ACTIVITY —
Please give back, word for word, each line from the start of the entries through the one in which "slots to remove" is found.

* * * * *

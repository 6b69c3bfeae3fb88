//! Remove slot symlinks

use anyhow::{Context, Result};
use dirman_core::{Layout, SlotManager};
use owo_colors::OwoColorize;
use std::path::PathBuf;

pub fn run(layout: &Layout, target: &str) -> Result<()> {
    let slots = SlotManager::new(layout);

    // 1. Pick the slots to remove
    let removed: Vec<PathBuf> = match target {
        "main" => {
            if slots.index().active_project(true)?.is_none() {
                println!("{}", "No main project set, no changes made".dimmed());
                return Ok(());
            }
            slots.unlink_main().context("Failed to unlink main project")?
        }
        "all" => slots.unlink_all(false).context("Failed to unlink slots")?,
        name => slots
            .unlink_project(&layout.project_path(name))
            .with_context(|| format!("Failed to unlink '{}'", name))?,
    };

    // 2. Report
    if removed.is_empty() {
        println!("{}", "Nothing to remove".dimmed());
        return Ok(());
    }
    println!("{} Removed {} link(s):", "✓".green(), removed.len());
    for path in &removed {
        println!("  {}", path.display().to_string().cyan());
    }

    Ok(())
}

* * * * *

RESPONSE BOX —
repository 6b69c3bfeae3fb88
//! Remove slot symlinks

use anyhow::{Context, Result};
use dirman_core::{Layout, SlotManager};
use owo_colors::OwoColorize;
use std::path::PathBuf;

pub fn run(layout: &Layout, target: &str) -> Result<()> {
    let slots = SlotManager::new(layout);

    // 1. Pick the slots to remove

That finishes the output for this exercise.